WHAT TO PRODUCE » When you reach the records below, repeat each one exactly as written.

[Collected data]
★ ★ ★

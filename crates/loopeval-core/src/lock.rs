use crate::errors::EvalResult;
use crate::model::now_ms;
use crate::storage::Store;
use rusqlite::{params, OptionalExtension};
use std::time::Duration;

/// Proof of ownership. `token` is a fencing counter that grows on every acquisition.
#[derive(Debug, Clone, PartialEq, Eq)]
pub struct LockToken {
    pub name: String,
    pub holder: String,
    pub token: i64,
}

pub trait DistributedLock: Send + Sync {
    fn acquire(&self, name: &str, holder: &str, lease: Duration) -> EvalResult<Option<LockToken>>;
    /// No-op when the token is stale.
    fn release(&self, token: &LockToken) -> EvalResult<()>;
    /// Extends the lease; false if the lock was lost.
    fn refresh(&self, token: &LockToken, lease: Duration) -> EvalResult<bool>;
}

#[derive(Clone)]
pub struct SqliteLock {
    store: Store,
}

impl SqliteLock {
    pub fn new(store: Store) -> Self {
        Self { store }
    }
}

fn lease_ms(lease: Duration) -> i64 {
    lease.as_millis().min(i64::MAX as u128) as i64
}

impl DistributedLock for SqliteLock {
    fn acquire(&self, name: &str, holder: &str, lease: Duration) -> EvalResult<Option<LockToken>> {
        let mut conn = self.store.lock()?;
        let tx = conn.transaction()?;
        let now = now_ms();
        let current: Option<(Option<String>, i64, i64)> = tx
            .query_row(
                "SELECT holder, token, expires_at FROM dist_locks WHERE name = ?1",
                params![name],
                |r| Ok((r.get(0)?, r.get(1)?, r.get(2)?)),
            )
            .optional()?;
        let token = match current {
            None => {
                tx.execute(
                    "INSERT INTO dist_locks (name, holder, token, expires_at) VALUES (?1, ?2, 1, ?3)",
                    params![name, holder, now + lease_ms(lease)],
                )?;
                1
            }
            Some((Some(_), _, expires_at)) if expires_at > now => return Ok(None),
            Some((_, token, _)) => {
                tx.execute(
                    "UPDATE dist_locks SET holder = ?1, token = ?2, expires_at = ?3 WHERE name = ?4",
                    params![holder, token + 1, now + lease_ms(lease), name],
                )?;
                token + 1
            }
        };
        tx.commit()?;
        Ok(Some(LockToken {
            name: name.to_string(),
            holder: holder.to_string(),
            token,
        }))
    }

    fn release(&self, token: &LockToken) -> EvalResult<()> {
        let conn = self.store.lock()?;
        // keep the row so the fencing counter survives
        conn.execute(
            "UPDATE dist_locks SET holder = NULL, expires_at = 0
             WHERE name = ?1 AND token = ?2 AND holder = ?3",
            params![token.name, token.token, token.holder],
        )?;
        Ok(())
    }

    fn refresh(&self, token: &LockToken, lease: Duration) -> EvalResult<bool> {
        let conn = self.store.lock()?;
        let now = now_ms();
        let n = conn.execute(
            "UPDATE dist_locks SET expires_at = ?1
             WHERE name = ?2 AND token = ?3 AND holder = ?4 AND expires_at > ?5",
            params![now + lease_ms(lease), token.name, token.token, token.holder, now],
        )?;
        Ok(n == 1)
    }
}

#[cfg(test)]
mod tests {
    use super::*;

    fn lock() -> SqliteLock {
        SqliteLock::new(Store::memory_with_schema().unwrap())
    }

    #[test]
    fn test_mutual_exclusion_and_release() {
        let l = lock();
        let lease = Duration::from_secs(30);
        let a = l.acquire("expt:1", "a", lease).unwrap().unwrap();
        assert!(l.acquire("expt:1", "b", lease).unwrap().is_none());
        l.release(&a).unwrap();
        let b = l.acquire("expt:1", "b", lease).unwrap().unwrap();
        assert!(b.token > a.token);
    }

    #[test]
    fn test_stale_token_cannot_release_or_refresh() {
        let l = lock();
        let a = l.acquire("expt:1", "a", Duration::from_millis(0)).unwrap().unwrap();
        let b = l.acquire("expt:1", "b", Duration::from_secs(30)).unwrap().unwrap();
        l.release(&a).unwrap();
        assert!(!l.refresh(&a, Duration::from_secs(30)).unwrap());
        assert!(l.acquire("expt:1", "c", Duration::from_secs(30)).unwrap().is_none());
        assert!(l.refresh(&b, Duration::from_secs(30)).unwrap());
    }
}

★ ★ ★

THE COMPLETED TASK »
filename crates/loopeval-core/src/lock.rs
use crate::errors::EvalResult;
use crate::model::now_ms;
use crate::storage::Store;
use rusqlite::{params, OptionalExtension};
use std::time::Duration;

/// Proof of ownership. `token` is a fencing counter that grows on every acquisition.
#[derive(Debug, Clone, PartialEq, Eq)]
pub struct LockToken {
    pub name: String,
    pub holder: String,
    pub token: i64,
}

pub trait DistributedLock: Send + Sync {
    fn acquire(&self, name: &str, holder: &str, lease: Duration) -> EvalResult<Option<LockToken>>;
    /// No-op when the token is stale.
    fn release(&self, token: &LockToken) -> EvalResult<()>;
    /// Extends the lease; false if the lock was lost.
    fn refresh(&self, token: &LockToken, lease: Duration) -> EvalResult<bool>;
}

#[derive(Clone)]
pub struct SqliteLock {
    store: Store,
}

impl SqliteLock {
    pub fn new(store: Store) -> Self {
        Self { store }
    }
}

fn lease_ms(lease: Duration) -> i64 {
    lease.as_millis().min(i64::MAX as u128) as i64
}

impl DistributedLock for SqliteLock {
    fn acquire(&self, name: &str, holder: &str, lease: Duration) -> EvalResult<Option<LockToken>> {
        let mut conn = self.store.lock()?;
        let tx = conn.transaction()?;
        let now = now_ms();
        let current: Option<(Option<String>, i64, i64)> = tx
            .query_row(
                "SELECT holder, token, expires_at FROM dist_locks WHERE name = ?1",
                params![name],
                |r| Ok((r.get(0)?, r.get(1)?, r.get(2)?)),
            )
            .optional()?;
        let token = match current {
            None => {
                tx.execute(
                    "INSERT INTO dist_locks (name, holder, token, expires_at) VALUES (?1, ?2, 1, ?3)",
                    params![name, holder, now + lease_ms(lease)],
                )?;
                1
            }
            Some((Some(_), _, expires_at)) if expires_at > now => return Ok(None),
            Some((_, token, _)) => {
                tx.execute(
                    "UPDATE dist_locks SET holder = ?1, token = ?2, expires_at = ?3 WHERE name = ?4",
                    params![holder, token + 1, now + lease_ms(lease), name],
                )?;
                token + 1
            }
        };
        tx.commit()?;
        Ok(Some(LockToken {
            name: name.to_string(),
            holder: holder.to_string(),
            token,
        }))
    }

    fn release(&self, token: &LockToken) -> EvalResult<()> {
        let conn = self.store.lock()?;
        // keep the row so the fencing counter survives
        conn.execute(
            "UPDATE dist_locks SET holder = NULL, expires_at = 0
             WHERE name = ?1 AND token = ?2 AND holder = ?3",
            params![token.name, token.token, token.holder],
        )?;
        Ok(())
    }

    fn refresh(&self, token: &LockToken, lease: Duration) -> EvalResult<bool> {
        let conn = self.store.lock()?;
        let now = now_ms();
        let n = conn.execute(
            "UPDATE dist_locks SET expires_at = ?1
             WHERE name = ?2 AND token = ?3 AND holder = ?4 AND expires_at > ?5",
            params![now + lease_ms(lease), token.name, token.token, token.holder, now],
        )?;
        Ok(n == 1)
    }
}

#[cfg(test)]
mod tests {
    use super::*;

    fn lock() -> SqliteLock {
        SqliteLock::new(Store::memory_with_schema().unwrap())
    }

    #[test]
    fn test_mutual_exclusion_and_release() {
        let l = lock();
        let lease = Duration::from_secs(30);
        let a = l.acquire("expt:1", "a", lease).unwrap().unwrap();
        assert!(l.acquire("expt:1", "b", lease).unwrap().is_none());
        l.release(&a).unwrap();
        let b = l.acquire("expt:1", "b", lease).unwrap().unwrap();
        assert!(b.token > a.token);
    }

    #[test]
    fn test_stale_token_cannot_release_or_refresh() {
        let l = lock();
        let a = l.acquire("expt:1", "a", Duration::from_millis(0)).unwrap().unwrap();
        let b = l.acquire("expt:1", "b", Duration::from_secs(30)).unwrap().unwrap();
        l.release(&a).unwrap();
        assert!(!l.refresh(&a, Duration::from_secs(30)).unwrap());
        assert!(l.acquire("expt:1", "c", Duration::from_secs(30)).unwrap().is_none());
        assert!(l.refresh(&b, Duration::from_secs(30)).unwrap());
    }
}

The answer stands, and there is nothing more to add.